Un extraordinario tesoro en monedas de oro del grandioso Imperio de Oriente (330 a 1453), también designado como Imperio Griego o Bizantino, fue ubicado frente a los muros de la Ciudad Vieja de Jerusalén.

Ahora, un equipo arqueológico israelí ubicó unas 264 monedas, muy valiosas por cierto, con una antigüedad del orden de 1.300 años.

Dichas monedas ostentan la imagen del emperador Heraclio, monarca bizantino que gobernó entre el 610 y el 641 de nuestra era.

El equipo de arqueólogos está encabezado por Yana Tchekhanovets y Doron Ben-Ami, científicos ampliamente reconocidos en su área de especialización.
La Oficina de Antiguedades de Israel enfatiza que el invaluable "tesoro" en monedas de oro, es uno de los más grandes entre los ubicados en territorio hebreo, y sin duda, el más grande hasta el presente entre los encontrados en Jerusalén.
Hace ya más de una década habían sido halladas apenas cinco monedas, también de oro y también encontradas en dicha ciudad, y que según la datación correspondían al período "bizantino tardío".

MONEDAS CARACTERÍSTICAS

Estas piezas fueron acuñadas entre los años 610 y 613, en los albores de su gobierno, por cierto muy progresista y fecundo. Los objetos no registran marcas ni rasguños de ningún tipo, por lo cual se estima que jamás fueron usadas. En opinión de los expertos hebreos, fueron enviadas desde Constantinopla, la grandiosa capital del Imperio de Oriente, destinadas muy posiblemente a un individuo de alto rango, que desempeñaba sus funciones imperiales en Jerusalén. Este personaje las habría puesto a buen resguardo, en lo que los arqueólogos señalan como un "impresionante y amplio edificio".
Naturalmente que habrá pensado en usarlas, pero no habría tenido tiempo, dado los acontecimientos que se estaban precipitando vertiginosamente.

AGITADAS CONVULSIONES
En esos momentos existían dos grandes superpotencias. El Imperio Romano de Oriente o Bizantino por un lado, y el Reino Parto de los Arsácidas, derivado luego en el Imperio Neo-Persa de los Sasánidas.
Entre el imperio de los Persas, que abarcaba la antigua Mesopotamia y toda la meseta del Irán, y los bizantinos, por cierto hubo guerras constantes, ya que a los conflictos fronterizos se sumaron las diferencias religiosas, entre los cristianos de Bizancio y los persas adoradores de Ormuz.
En tiempos del Emperador Justiniano, el rey persa Cosroes I obtuvo varias victorias importantes sobre los ejércitos bizantinos. Y posteriormente los persas continuaron sus conquistas, incorporando el Asia Menor y amenazando la soberbia capital bizantina de Constantinopla.
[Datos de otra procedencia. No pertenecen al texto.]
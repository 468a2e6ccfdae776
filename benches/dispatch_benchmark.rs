//! Performance benchmarks for telemetry dispatch
//!
//! Run with: cargo bench --features benchmarks

#[cfg(feature = "benchmarks")]
use criterion::{black_box, criterion_group, criterion_main, Criterion, Throughput};
#[cfg(feature = "benchmarks")]
use std::sync::Arc;
#[cfg(feature = "benchmarks")]
use tlmserver::channel::{Channel, Subscriber, TelemetryUpdate};
#[cfg(feature = "benchmarks")]
use tlmserver::codec::TelemetryCodec;
#[cfg(feature = "benchmarks")]
use tlmserver::mission::{build_packet, MissionDb};
#[cfg(feature = "benchmarks")]
use tlmserver::receiver::ReceiveContext;
#[cfg(feature = "benchmarks")]
use tlmserver::{ChannelRegistry, RoutingKey};

#[cfg(feature = "benchmarks")]
const DB: &str = r#"
mission = "bench"
target = "cpu1"

[[message]]
topic = "CFE_ES/Application/HousekeepingTlm"
topic_id = 88
fields = [
    { name = "CommandCounter", type = "u8" },
    { name = "CommandErrorCounter", type = "u8" },
    { name = "CheckSum", type = "u16" },
    { name = "Version", type = "u8", count = 4 },
    { name = "Uptime", type = "u32" },
    { name = "Temperature", type = "f32" },
]
"#;

#[cfg(feature = "benchmarks")]
struct Sink;

#[cfg(feature = "benchmarks")]
impl Subscriber for Sink {
    fn update(&self, _: &Channel, update: &TelemetryUpdate) -> anyhow::Result<()> {
        black_box(update.message.primary.sequence_count);
        Ok(())
    }
}

#[cfg(feature = "benchmarks")]
fn packet() -> Vec<u8> {
    build_packet(91, 1, 1000, &[0u8; 16])
}

#[cfg(feature = "benchmarks")]
fn benchmark_decode(c: &mut Criterion) {
    let db = MissionDb::parse(DB).unwrap_or_else(|e| panic!("bench db: {:#}", e));
    let packet = packet();

    let mut group = c.benchmark_group("decode");
    group.throughput(Throughput::Bytes(packet.len() as u64));
    group.bench_function("es_housekeeping", |b| {
        b.iter(|| black_box(db.decode(black_box(&packet)).is_ok()));
    });
    group.finish();
}

#[cfg(feature = "benchmarks")]
fn benchmark_registry_lookup(c: &mut Criterion) {
    let topics = (0..500u16)
        .map(|i| (format!("APP{}/Application/Tlm", i), i * 2))
        .collect();
    let registry = ChannelRegistry::build(topics);

    let mut group = c.benchmark_group("registry");
    group.bench_function("lookup_hit", |b| {
        b.iter(|| black_box(registry.lookup(black_box(RoutingKey(503)))));
    });
    group.bench_function("lookup_miss", |b| {
        b.iter(|| black_box(registry.lookup(black_box(RoutingKey(504)))));
    });
    group.finish();
}

#[cfg(feature = "benchmarks")]
fn benchmark_dispatch(c: &mut Criterion) {
    let db = Arc::new(MissionDb::parse(DB).unwrap_or_else(|e| panic!("bench db: {:#}", e)));
    let registry = Arc::new(ChannelRegistry::build(db.topic_map()));
    let from = "127.0.0.1:1235"
        .parse()
        .unwrap_or_else(|e| panic!("addr: {}", e));
    let packet = packet();

    let mut group = c.benchmark_group("dispatch");
    for subscribers in [1usize, 8, 32] {
        let ctx = ReceiveContext::new(registry.clone(), db.clone());
        if let Some(channel) = registry.lookup(RoutingKey(91)) {
            while channel.subscriber_count() < subscribers {
                channel.attach(Arc::new(Sink));
            }
        }
        group.bench_function(format!("handle_datagram_{}_subscribers", subscribers), |b| {
            b.iter(|| black_box(ctx.handle_datagram(black_box(&packet), from)));
        });
    }
    group.finish();
}

#[cfg(feature = "benchmarks")]
criterion_group!(
    benches,
    benchmark_decode,
    benchmark_registry_lookup,
    benchmark_dispatch
);

#[cfg(feature = "benchmarks")]
criterion_main!(benches);

#[cfg(not(feature = "benchmarks"))]
fn main() {
    println!("Benchmarks are disabled. Enable with:");
    println!("  cargo bench --features benchmarks");
}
Gracias a generales bizantinos de gran talento, como Belisario y Narsés, los invasores fueron aplastados y rechazados nuevamente hacia Mesopotamia.
Pero las riquezas acumuladas en estas vastas comarcas eran tan grandes como tentadoras. Por tanto, los conflictos naturalmente continuaron.
Cosroes II, el soberano del poderoso Imperio Persa de la dinastía Sasánida, invadió esas disputadas provincias y saqueó Jerusalén en el año 614.
Por esa época, los bizantinos perdieron lo que actualmente es Siria, Líbano, Israel, Palestina, y Egipto, que pasaron entonces a integrar el Imperio Persa.
Después de Justiniano el Imperio Bizantino volvió a declinar, hasta el advenimiento de Heraclio. Este monarca se dedicó durante treinta años a la defensa del Imperio, atacado simultáneamente por los partos y persas en Mesopotamia, y por los ávaros, búlgaros, y eslavos, en las orillas del Danubio.
Desesperaba Heraclio de obtener el triunfo, cuando el Patriarca de Constantinopla, Sergio, le ofreció patrióticamente los recursos de la Iglesia, con los cuales pudo comprar la retirada de los ávaros y rechazar a los persas en tres campañas sucesivas, obligando a su rey Cosroes II a devolver sus conquistas así como una preciada reliquia, la Santa Cruz del Redentor (recordar la leyenda).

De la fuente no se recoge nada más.